Stored items:
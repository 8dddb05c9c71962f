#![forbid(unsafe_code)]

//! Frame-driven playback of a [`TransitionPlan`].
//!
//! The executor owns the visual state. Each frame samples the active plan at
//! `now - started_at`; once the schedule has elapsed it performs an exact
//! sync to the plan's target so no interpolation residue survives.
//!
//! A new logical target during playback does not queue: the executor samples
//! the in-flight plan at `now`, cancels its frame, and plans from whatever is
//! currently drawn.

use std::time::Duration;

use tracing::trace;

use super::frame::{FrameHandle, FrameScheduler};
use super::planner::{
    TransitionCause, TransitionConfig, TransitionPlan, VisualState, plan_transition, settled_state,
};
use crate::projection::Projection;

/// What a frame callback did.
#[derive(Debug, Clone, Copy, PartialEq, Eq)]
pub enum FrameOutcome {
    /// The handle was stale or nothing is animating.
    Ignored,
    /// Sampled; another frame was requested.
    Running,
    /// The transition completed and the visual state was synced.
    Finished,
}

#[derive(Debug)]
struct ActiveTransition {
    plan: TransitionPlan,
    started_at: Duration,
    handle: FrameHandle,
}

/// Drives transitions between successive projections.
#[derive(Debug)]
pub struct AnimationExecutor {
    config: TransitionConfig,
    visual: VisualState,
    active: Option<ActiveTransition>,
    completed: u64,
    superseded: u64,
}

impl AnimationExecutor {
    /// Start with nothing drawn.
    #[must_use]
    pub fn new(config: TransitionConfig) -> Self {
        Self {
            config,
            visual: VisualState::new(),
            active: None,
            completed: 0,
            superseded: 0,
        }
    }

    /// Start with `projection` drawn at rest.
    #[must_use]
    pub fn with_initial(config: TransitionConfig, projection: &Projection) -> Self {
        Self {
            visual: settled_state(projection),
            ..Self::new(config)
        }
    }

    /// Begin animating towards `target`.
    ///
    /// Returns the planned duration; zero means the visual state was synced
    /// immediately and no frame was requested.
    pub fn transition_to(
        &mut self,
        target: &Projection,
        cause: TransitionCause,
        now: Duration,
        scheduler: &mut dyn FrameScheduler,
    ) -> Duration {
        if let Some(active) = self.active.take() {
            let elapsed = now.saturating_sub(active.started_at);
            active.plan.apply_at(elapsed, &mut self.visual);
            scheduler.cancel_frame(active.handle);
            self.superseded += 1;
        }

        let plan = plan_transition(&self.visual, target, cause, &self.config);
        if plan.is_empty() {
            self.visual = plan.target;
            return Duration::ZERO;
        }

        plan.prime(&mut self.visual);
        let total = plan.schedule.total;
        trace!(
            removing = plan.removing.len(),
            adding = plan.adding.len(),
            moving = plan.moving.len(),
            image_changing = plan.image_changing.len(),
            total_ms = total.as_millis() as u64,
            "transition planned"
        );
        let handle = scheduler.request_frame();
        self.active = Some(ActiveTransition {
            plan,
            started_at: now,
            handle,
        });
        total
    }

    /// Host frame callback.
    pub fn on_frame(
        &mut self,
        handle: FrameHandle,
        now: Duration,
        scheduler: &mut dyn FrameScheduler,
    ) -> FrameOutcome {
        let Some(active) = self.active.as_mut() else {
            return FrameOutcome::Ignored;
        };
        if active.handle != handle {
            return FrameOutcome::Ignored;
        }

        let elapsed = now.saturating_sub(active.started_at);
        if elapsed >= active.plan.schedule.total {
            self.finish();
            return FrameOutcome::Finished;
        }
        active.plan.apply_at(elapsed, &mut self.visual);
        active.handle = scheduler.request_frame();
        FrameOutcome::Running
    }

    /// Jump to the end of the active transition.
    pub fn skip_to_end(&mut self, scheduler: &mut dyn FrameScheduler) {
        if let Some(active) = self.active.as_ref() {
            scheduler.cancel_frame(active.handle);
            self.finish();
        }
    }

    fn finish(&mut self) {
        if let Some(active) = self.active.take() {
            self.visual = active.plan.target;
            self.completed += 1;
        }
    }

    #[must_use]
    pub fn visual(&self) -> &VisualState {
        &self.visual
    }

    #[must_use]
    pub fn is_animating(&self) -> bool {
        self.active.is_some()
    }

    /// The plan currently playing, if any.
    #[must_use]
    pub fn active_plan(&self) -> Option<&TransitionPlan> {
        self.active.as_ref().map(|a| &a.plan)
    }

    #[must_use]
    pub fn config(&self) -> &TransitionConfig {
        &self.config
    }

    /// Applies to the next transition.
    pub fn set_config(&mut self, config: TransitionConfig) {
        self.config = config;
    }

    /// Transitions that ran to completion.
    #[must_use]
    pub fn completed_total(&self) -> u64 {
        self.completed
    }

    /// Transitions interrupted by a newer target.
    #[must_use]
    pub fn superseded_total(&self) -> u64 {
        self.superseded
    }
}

---

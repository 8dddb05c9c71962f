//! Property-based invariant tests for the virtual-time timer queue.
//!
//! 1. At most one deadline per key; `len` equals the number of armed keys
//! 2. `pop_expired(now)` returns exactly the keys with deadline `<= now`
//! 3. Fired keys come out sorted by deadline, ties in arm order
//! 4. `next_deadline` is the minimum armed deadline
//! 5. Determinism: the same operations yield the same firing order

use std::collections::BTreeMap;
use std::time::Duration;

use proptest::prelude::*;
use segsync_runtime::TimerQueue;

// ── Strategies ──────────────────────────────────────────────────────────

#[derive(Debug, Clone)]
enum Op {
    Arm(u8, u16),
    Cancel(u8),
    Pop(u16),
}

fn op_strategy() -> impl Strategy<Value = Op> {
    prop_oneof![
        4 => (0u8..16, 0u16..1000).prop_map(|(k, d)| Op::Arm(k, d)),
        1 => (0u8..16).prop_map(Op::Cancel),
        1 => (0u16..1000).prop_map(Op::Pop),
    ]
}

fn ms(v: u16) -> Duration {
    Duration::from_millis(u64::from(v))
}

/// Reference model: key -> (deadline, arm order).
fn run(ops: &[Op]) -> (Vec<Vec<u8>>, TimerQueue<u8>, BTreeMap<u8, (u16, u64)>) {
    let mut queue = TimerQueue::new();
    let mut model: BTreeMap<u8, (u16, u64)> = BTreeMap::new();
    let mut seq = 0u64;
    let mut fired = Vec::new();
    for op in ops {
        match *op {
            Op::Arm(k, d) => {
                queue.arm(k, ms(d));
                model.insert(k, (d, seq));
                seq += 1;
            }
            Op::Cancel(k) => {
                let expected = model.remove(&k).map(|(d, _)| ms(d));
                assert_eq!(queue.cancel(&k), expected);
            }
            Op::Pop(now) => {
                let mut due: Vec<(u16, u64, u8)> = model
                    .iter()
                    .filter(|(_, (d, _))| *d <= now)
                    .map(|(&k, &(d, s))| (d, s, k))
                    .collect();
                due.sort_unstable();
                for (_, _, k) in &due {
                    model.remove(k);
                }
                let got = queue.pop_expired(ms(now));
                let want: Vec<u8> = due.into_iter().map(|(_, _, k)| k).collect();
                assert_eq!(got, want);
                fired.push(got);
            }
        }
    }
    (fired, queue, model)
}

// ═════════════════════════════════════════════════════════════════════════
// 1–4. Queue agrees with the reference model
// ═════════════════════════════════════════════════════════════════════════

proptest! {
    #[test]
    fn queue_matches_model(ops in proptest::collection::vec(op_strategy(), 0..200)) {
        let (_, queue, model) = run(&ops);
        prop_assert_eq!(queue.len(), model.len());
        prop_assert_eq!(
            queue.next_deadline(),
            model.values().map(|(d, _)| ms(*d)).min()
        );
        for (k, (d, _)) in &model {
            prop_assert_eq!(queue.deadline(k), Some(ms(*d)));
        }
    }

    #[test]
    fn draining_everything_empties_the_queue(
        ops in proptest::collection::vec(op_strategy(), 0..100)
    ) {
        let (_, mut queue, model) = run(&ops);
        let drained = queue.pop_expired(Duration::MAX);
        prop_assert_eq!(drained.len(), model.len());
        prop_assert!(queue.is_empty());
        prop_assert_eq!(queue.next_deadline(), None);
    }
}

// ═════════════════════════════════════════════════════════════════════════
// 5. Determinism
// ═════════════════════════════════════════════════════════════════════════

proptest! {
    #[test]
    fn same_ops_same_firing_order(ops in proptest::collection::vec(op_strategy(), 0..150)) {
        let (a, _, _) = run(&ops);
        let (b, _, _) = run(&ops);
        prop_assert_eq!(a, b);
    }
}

---

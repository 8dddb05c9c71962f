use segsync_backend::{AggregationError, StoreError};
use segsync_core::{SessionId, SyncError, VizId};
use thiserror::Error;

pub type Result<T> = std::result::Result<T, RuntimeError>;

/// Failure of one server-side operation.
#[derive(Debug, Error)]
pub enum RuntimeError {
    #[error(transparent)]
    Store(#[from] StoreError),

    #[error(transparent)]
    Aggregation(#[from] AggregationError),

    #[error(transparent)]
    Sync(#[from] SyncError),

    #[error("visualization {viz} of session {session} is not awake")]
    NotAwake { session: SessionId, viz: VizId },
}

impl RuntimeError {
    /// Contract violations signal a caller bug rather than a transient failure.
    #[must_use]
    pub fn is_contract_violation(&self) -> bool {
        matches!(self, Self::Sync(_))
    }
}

### Problem to solve
Provide only the count of lines in the data above that include the string "RuntimeError".

### Result for this task
3